▶ Dataset entries:
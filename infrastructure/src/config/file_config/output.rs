//! Output configuration from TOML (`[output]` section)

use jury_domain::OutputFormat;
use serde::{Deserialize, Serialize};

/// Raw output configuration from TOML
#[derive(Debug, Clone, Serialize, Deserialize)]
#[serde(default)]
pub struct FileOutputConfig {
    /// Output format (uses domain type)
    pub format: Option<OutputFormat>,
    /// Enable colored terminal output
    pub color: bool,
}

impl Default for FileOutputConfig {
    fn default() -> Self {
        Self {
            format: None,
            color: true,
        }
    }
}
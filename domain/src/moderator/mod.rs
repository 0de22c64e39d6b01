//! Moderator decision parsing

pub mod parsing;
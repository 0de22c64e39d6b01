//! Moderator reply parsing.
//!
//! Pure functions that turn free-form moderator replies into decisions.
//!
//! | Function | Input | Output |
//! |----------|-------|--------|
//! | [`parse_continue_decision`] | continue/stop reply | `bool` |
//! | [`extract_json_array`] | any reply | text between first `[` and last `]` |
//! | [`parse_follow_up_questions`] | follow-up reply | resolved [`FollowUpQuestion`]s |

use crate::core::error::DomainError;
use crate::persona::entities::Persona;
use crate::persona::resolve::resolve_persona_id;
use crate::trial::value_objects::FollowUpQuestion;
use serde::Deserialize;

/// True iff the trimmed reply starts with `CONTINUE` (any case).
pub fn parse_continue_decision(reply: &str) -> bool {
    reply
        .trim_start()
        .get(..8)
        .is_some_and(|head| head.eq_ignore_ascii_case("CONTINUE"))
}

/// Substring from the first `[` to the last `]`, inclusive.
pub fn extract_json_array(reply: &str) -> Option<&str> {
    let start = reply.find('[')?;
    let end = reply.rfind(']')?;
    (end > start).then(|| &reply[start..=end])
}

#[derive(Debug, Deserialize)]
#[serde(rename_all = "camelCase")]
struct RawFollowUp {
    question: Option<String>,
    target_persona_name: Option<String>,
    target_persona_id: Option<String>,
    reasoning: Option<String>,
}

/// Parse the moderator's follow-up reply.
///
/// Entries missing `question`, a target, or `reasoning` are skipped.
/// `targetPersonaName` wins over the legacy `targetPersonaId` key; either
/// is resolved through [`resolve_persona_id`].
///
/// Returns an error when no JSON array can be found or it does not parse;
/// callers treat that as "no follow-ups".
pub fn parse_follow_up_questions(
    reply: &str,
    personas: &[Persona],
) -> Result<Vec<FollowUpQuestion>, DomainError> {
    let json = extract_json_array(reply)
        .ok_or_else(|| DomainError::MalformedFollowUps("no JSON array in reply".to_string()))?;
    let raw: Vec<RawFollowUp> = serde_json::from_str(json)
        .map_err(|e| DomainError::MalformedFollowUps(e.to_string()))?;

    Ok(raw
        .into_iter()
        .filter_map(|entry| {
            let target = entry.target_persona_name.or(entry.target_persona_id)?;
            let question = entry.question?;
            let reasoning = entry.reasoning?;
            Some(FollowUpQuestion::new(
                question,
                resolve_persona_id(&target, personas),
                reasoning,
            ))
        })
        .collect())
}
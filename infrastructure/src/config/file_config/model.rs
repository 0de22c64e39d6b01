//! Model provider configuration from TOML (`[model]` section)

use serde::{Deserialize, Serialize};
use std::time::Duration;

/// Raw model configuration from TOML
///
/// ```toml
/// [model]
/// base_url = "https://generativelanguage.googleapis.com"
/// model = "gemini-2.5-flash"
/// api_key_env = "GEMINI_API_KEY"
/// request_timeout_secs = 120
/// ```
#[derive(Debug, Clone, Serialize, Deserialize)]
#[serde(default)]
pub struct FileModelConfig {
    /// Provider endpoint root
    pub base_url: String,
    /// Model used for personas and the moderator
    pub model: String,
    /// Environment variable holding the API key
    pub api_key_env: String,
    /// Per-request HTTP timeout
    pub request_timeout_secs: u64,
}

impl Default for FileModelConfig {
    fn default() -> Self {
        Self {
            base_url: "https://generativelanguage.googleapis.com".to_string(),
            model: "gemini-2.5-flash".to_string(),
            api_key_env: "GEMINI_API_KEY".to_string(),
            request_timeout_secs: 120,
        }
    }
}

impl FileModelConfig {
    pub fn request_timeout(&self) -> Duration {
        Duration::from_secs(self.request_timeout_secs)
    }

    /// Read the API key from the configured environment variable
    pub fn api_key(&self) -> Option<String> {
        std::env::var(&self.api_key_env)
            .ok()
            .filter(|key| !key.trim().is_empty())
    }
}
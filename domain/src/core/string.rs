//! String utilities for the domain layer.

/// Truncate a string to a maximum length with ellipsis (UTF-8 safe)
///
/// Uses byte length for max_len but ensures truncation occurs at valid
/// UTF-8 character boundaries.
pub fn truncate(s: &str, max_len: usize) -> String {
    if s.len() <= max_len {
        s.to_string()
    } else {
        let target = max_len.saturating_sub(3);
        let mut end = target.min(s.len());
        while end > 0 && !s.is_char_boundary(end) {
            end -= 1;
        }
        format!("{}...", &s[..end])
    }
}
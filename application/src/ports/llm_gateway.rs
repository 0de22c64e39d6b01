//! LLM Gateway port
//!
//! Defines the interface for communicating with LLM providers.

use async_trait::async_trait;
use jury_domain::ErrorClass;
use thiserror::Error;

/// Errors that can occur during LLM gateway operations
#[derive(Error, Debug, Clone, PartialEq, Eq)]
pub enum GatewayError {
    #[error("Connection error: {0}")]
    ConnectionError(String),

    #[error("Timeout")]
    Timeout,

    #[error("I/O error: {0}")]
    Io(String),

    #[error("Unauthorized: {0}")]
    Unauthorized(String),

    #[error("Forbidden: {0}")]
    Forbidden(String),

    #[error("Invalid argument: {0}")]
    InvalidArgument(String),

    #[error("Rate limited: {0}")]
    RateLimited(String),

    #[error("Request failed: {0}")]
    RequestFailed(String),

    #[error("Other error: {0}")]
    Other(String),
}

impl GatewayError {
    /// Retry/cancel classification of this error
    pub fn classify(&self) -> ErrorClass {
        match self {
            GatewayError::ConnectionError(_) | GatewayError::Timeout | GatewayError::Io(_) => {
                ErrorClass::Recoverable
            }
            GatewayError::Unauthorized(_)
            | GatewayError::Forbidden(_)
            | GatewayError::InvalidArgument(_) => ErrorClass::Fatal,
            GatewayError::RateLimited(_)
            | GatewayError::RequestFailed(_)
            | GatewayError::Other(_) => ErrorClass::Other,
        }
    }

    /// Message suitable for showing to an end user.
    pub fn user_message(&self) -> String {
        match self {
            GatewayError::Timeout => {
                "Connection timed out. Please check your internet connection and try again."
                    .to_string()
            }
            GatewayError::ConnectionError(_) => {
                "Unable to connect to the service. Please check your internet connection."
                    .to_string()
            }
            GatewayError::Io(_) => "Network error occurred. Please try again.".to_string(),
            GatewayError::RateLimited(_) => {
                "Too many requests. Please wait a moment and try again.".to_string()
            }
            GatewayError::Unauthorized(_) | GatewayError::Forbidden(_) => {
                "Authentication failed. Please check your API key.".to_string()
            }
            GatewayError::InvalidArgument(detail) => {
                format!("The request was rejected as invalid: {}", detail)
            }
            GatewayError::RequestFailed(_) => {
                "API service error. Please try again later.".to_string()
            }
            GatewayError::Other(detail) => format!("An unexpected error occurred: {}", detail),
        }
    }
}

/// Gateway for LLM communication
///
/// This port defines how the application layer communicates with LLM providers.
/// Implementations (adapters) live in the infrastructure layer.
#[async_trait]
pub trait LlmGateway: Send + Sync {
    /// Run `prompt` under `system_instruction` and return the full reply text.
    async fn generate(&self, system_instruction: &str, prompt: &str)
    -> Result<String, GatewayError>;
}

#[cfg(test)]
mod tests {
    use super::*;

    #[test]
    fn test_classification() {
        assert_eq!(GatewayError::Timeout.classify(), ErrorClass::Recoverable);
        assert_eq!(
            GatewayError::ConnectionError("refused".into()).classify(),
            ErrorClass::Recoverable
        );
        assert_eq!(GatewayError::Io("reset".into()).classify(), ErrorClass::Recoverable);
        assert_eq!(
            GatewayError::Unauthorized("bad key".into()).classify(),
            ErrorClass::Fatal
        );
        assert_eq!(GatewayError::Forbidden("no".into()).classify(), ErrorClass::Fatal);
        assert_eq!(
            GatewayError::InvalidArgument("prompt".into()).classify(),
            ErrorClass::Fatal
        );
        assert_eq!(
            GatewayError::RateLimited("429".into()).classify(),
            ErrorClass::Other
        );
        assert_eq!(GatewayError::Other("?".into()).classify(), ErrorClass::Other);
    }

    #[test]
    fn test_user_message() {
        assert!(GatewayError::Unauthorized("x".into())
            .user_message()
            .contains("API key"));
        assert!(GatewayError::Other("boom".into())
            .user_message()
            .ends_with("boom"));
    }
}
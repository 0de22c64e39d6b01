//! Core domain concepts shared across all subdomains.
//!
//! - [`question::Question`]: a validated question to put to the jury
//! - [`error::DomainError`]: domain-level errors
//! - [`string`]: UTF-8 safe string helpers

pub mod error;
pub mod question;
pub mod string;
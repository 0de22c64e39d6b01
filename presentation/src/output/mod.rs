//! Terminal rendering of trials

pub mod console;
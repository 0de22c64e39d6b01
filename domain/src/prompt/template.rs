//! Prompt templates for the jury flow

use crate::persona::entities::Persona;

/// Templates for generating prompts at each stage
pub struct JuryPromptTemplate;

impl JuryPromptTemplate {
    /// User prompt for the initial round, sent to every persona
    pub fn initial_query(question: &str) -> String {
        question.to_string()
    }

    /// System prompt for the continue/stop decision
    pub fn continue_system(max_rounds: u32) -> String {
        format!(
            r#"You are an intelligent moderator deciding whether a jury deliberation should continue or whether enough has been said for a final verdict.

Guidelines:
1. Consider whether personas still disagree on something important
2. Check whether important questions remain unanswered
3. Judge whether the answers are specific enough
4. Deliberation is limited to {} rounds

Reply with "CONTINUE" or "STOP" followed by a brief reasoning."#,
            max_rounds
        )
    }

    /// User prompt for the continue/stop decision
    pub fn continue_prompt(transcript: &str, round_count: u32, max_rounds: u32) -> String {
        format!(
            r#"Current round: {}/{}

Trial transcript:
{}

Should deliberation continue?"#,
            round_count, max_rounds, transcript
        )
    }

    /// System prompt for follow-up generation
    pub fn follow_up_system(personas: &[Persona]) -> String {
        let names: Vec<&str> = personas.iter().map(|p| p.name.as_str()).collect();
        format!(
            r#"You are an intelligent moderator facilitating a jury deliberation. Analyze the personas' answers and generate targeted follow-up questions that resolve conflicts, clarify vague points or fill gaps.

Guidelines:
1. Ask specific questions, not general ones
2. Focus on disagreements and incomplete answers
3. Do not ask what has already been answered
4. Address personas by their exact NAME from the list below

Available personas: {}

Reply with a JSON array in this format:
[
  {{
    "question": "Specific question text",
    "targetPersonaName": "exact persona name from the list above",
    "reasoning": "Why this question is needed"
  }}
]

If no follow-up is needed, reply with an empty array: []"#,
            names.join(", ")
        )
    }

    /// User prompt for follow-up generation.
    ///
    /// `responses` holds `(persona name, answer)` pairs.
    pub fn follow_up_prompt(question: &str, responses: &[(String, String)]) -> String {
        let mut prompt = format!("Original question: {}\n\nPersona responses:\n", question);
        for (name, answer) in responses {
            prompt.push_str(&format!("- {}: {}\n", name, answer.trim()));
        }
        prompt.push_str(
            "\nAnalyze these responses and generate follow-up questions if needed. \
             Use the exact persona names.",
        );
        prompt
    }

    /// Prompt sent to a persona asked a follow-up question
    pub fn persona_follow_up_prompt(original_question: &str, follow_up: &str) -> String {
        format!(
            r#"We are deliberating on this question: {}

The moderator asks you: {}

Answer the moderator's question directly."#,
            original_question, follow_up
        )
    }

    /// System prompt for the verdict
    pub fn verdict_system() -> &'static str {
        r#"You are an intelligent moderator writing the final verdict of a jury deliberation. Produce a comprehensive answer to the original question that incorporates every persona's insights.

Guidelines:
1. Answer the original question directly
2. Reference key points from personas BY NAME
3. Where personas disagree, present each view with its reasoning
4. End with a clear, well-reasoned conclusion"#
    }

    /// User prompt for the verdict
    pub fn verdict_prompt(question: &str, transcript: &str) -> String {
        format!(
            r#"Original question: {}

Complete trial transcript:
{}

Synthesize all perspectives into a final verdict that answers the original question. Reference personas by name."#,
            question, transcript
        )
    }
}

#[cfg(test)]
mod tests {
    use super::*;

    #[test]
    fn test_follow_up_system_lists_names() {
        let personas = vec![
            Persona::with_id("a", "The VC", "", ""),
            Persona::with_id("b", "The Mom", "", ""),
        ];
        let prompt = JuryPromptTemplate::follow_up_system(&personas);
        assert!(prompt.contains("Available personas: The VC, The Mom"));
        assert!(prompt.contains("targetPersonaName"));
    }

    #[test]
    fn test_follow_up_prompt_includes_answers() {
        let prompt = JuryPromptTemplate::follow_up_prompt(
            "Should we launch?",
            &[("The VC".to_string(), "Only at scale.".to_string())],
        );
        assert!(prompt.contains("Original question: Should we launch?"));
        assert!(prompt.contains("- The VC: Only at scale."));
    }

    #[test]
    fn test_continue_prompt_shows_round() {
        let prompt = JuryPromptTemplate::continue_prompt("...", 2, 5);
        assert!(prompt.contains("Current round: 2/5"));
    }
}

▶ Directions: Each line above that contains the string "points" should be identified and copied.

▶ Exercise solution:
            r#"You are an intelligent moderator facilitating a jury deliberation. Analyze the personas' answers and generate targeted follow-up questions that resolve conflicts, clarify vague points or fill gaps.
2. Reference key points from personas BY NAME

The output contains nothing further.